Note how the colorways have nothing to do with each other. And they are out of different fibers. One has some pattern to the knitting, one is just plain old stockinette.

Both are out of multi-colored yarn, but I think that's probably due more to random chance than anything else.

Which is why the field is pretty wide open when it comes to figuring out the perfect sock for me.

Just sayin'.

01 May 2007

RightStart Geometry

The continuing saga of our adventures using RightStart Geometry and RightStart B. I have an 11yo and a 7yo who have average math ability.The 11yo has done Miquon, Singapore, RightStart Transitions, Level D and Level E; RightStart has saved her from a life a math phobia.

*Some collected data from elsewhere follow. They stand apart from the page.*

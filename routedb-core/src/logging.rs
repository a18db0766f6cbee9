//! Shared logging utilities for routedb binaries.

use crate::Result;
use serde::{Deserialize, Serialize};

/// Output format for log lines.
#[derive(Debug, Clone, Copy, PartialEq, Eq, Default, Serialize, Deserialize)]
#[serde(rename_all = "lowercase")]
pub enum LogFormat {
    /// Human readable single-line output
    #[default]
    Text,
    /// One JSON object per line
    Json,
}

impl std::str::FromStr for LogFormat {
    type Err = crate::RouteDbError;

    fn from_str(s: &str) -> std::result::Result<Self, Self::Err> {
        match s.to_ascii_lowercase().as_str() {
            "text" => Ok(Self::Text),
            "json" => Ok(Self::Json),
            other => Err(crate::RouteDbError::configuration(format!(
                "unknown log format '{}' (expected text or json)",
                other
            ))),
        }
    }
}

/// Maps CLI verbosity flags to a maximum log level.
///
/// `quiet` wins over any verbosity; otherwise 0=INFO, 1=DEBUG, 2+=TRACE.
pub fn level_for(verbose: u8, quiet: bool) -> tracing::Level {
    match (quiet, verbose) {
        (true, _) => tracing::Level::ERROR,
        (false, 0) => tracing::Level::INFO,
        (false, 1) => tracing::Level::DEBUG,
        (false, _) => tracing::Level::TRACE,
    }
}

/// Initializes structured logging based on verbosity level.
///
/// # Arguments
/// * `verbose` - Verbosity level (0=INFO, 1=DEBUG, 2+=TRACE)
/// * `quiet` - If true, only show ERROR level logs
/// * `format` - Text or JSON lines
///
/// # Example
/// ```rust,no_run
/// use routedb_core::logging::{LogFormat, init_logging};
///
/// init_logging(1, false, LogFormat::Text).expect("Failed to initialize logging");
/// ```
pub fn init_logging(verbose: u8, quiet: bool, format: LogFormat) -> Result<()> {
    let builder = tracing_subscriber::fmt()
        .with_max_level(level_for(verbose, quiet))
        .with_target(false)
        .with_thread_ids(false)
        .with_file(false)
        .with_line_number(false);

    let initialized = match format {
        LogFormat::Text => builder.try_init(),
        LogFormat::Json => builder.json().try_init(),
    };

    initialized.map_err(|e| {
        crate::error::RouteDbError::configuration(format!("Failed to initialize logging: {}", e))
    })
}

#[cfg(test)]
mod tests {
    use super::*;

    // Logging can only be initialized once per test process, so only the
    // level mapping is exercised here.

    #[test]
    fn test_verbosity_levels() {
        let test_cases = [
            ((true, 0), tracing::Level::ERROR),
            ((true, 5), tracing::Level::ERROR),
            ((false, 0), tracing::Level::INFO),
            ((false, 1), tracing::Level::DEBUG),
            ((false, 2), tracing::Level::TRACE),
            ((false, 10), tracing::Level::TRACE),
        ];

        for ((quiet, verbose), expected) in test_cases {
            assert_eq!(
                level_for(verbose, quiet),
                expected,
                "Failed for quiet={}, verbose={}",
                quiet,
                verbose
            );
        }
    }

    #[test]
    fn test_log_format_parsing() {
        assert_eq!("json".parse::<LogFormat>().unwrap(), LogFormat::Json);
        assert_eq!("TEXT".parse::<LogFormat>().unwrap(), LogFormat::Text);
        assert!("xml".parse::<LogFormat>().is_err());
    }
}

I try to update our adventures on Tuesdays, although sometimes it doesn’t get done until Wednesday. And sometimes we really haven’t done that much math, so I skip it entirely.

RightStart Geometry:

Lesson 123 Napoleon’s Theorem

The lesson starts with a brief history lesson (I didn’t realize that Napoleon was an amateur mathematician).

Then, on to the theorem itself: “If equilateral traingles are constructed on the outside of the three sides of any given triangle, then their centroids are the vertices of ....” Well, surprise! You get to figure it out for yourself.

Up to this point in RightStart Geometry, equilateral triangles have been constructed using a T-square and 30-60 triangle. Now we learn how to make an equilateral triangle with a compass (the mmArc compass).

The end of the lesson discusses generalizing -- first, what does it mean to generalize, then, what happens when we generalize about non-equilateral triangles.

Lesson 124 is about Pick’s theorem. Kid1 opened the book to it, looked it over, and asked if we could spend some time on Challenge Math instead. We’ve been working with decimals in Challenge Math for the past several days -- we’ll return to Pick’s theorem eventually.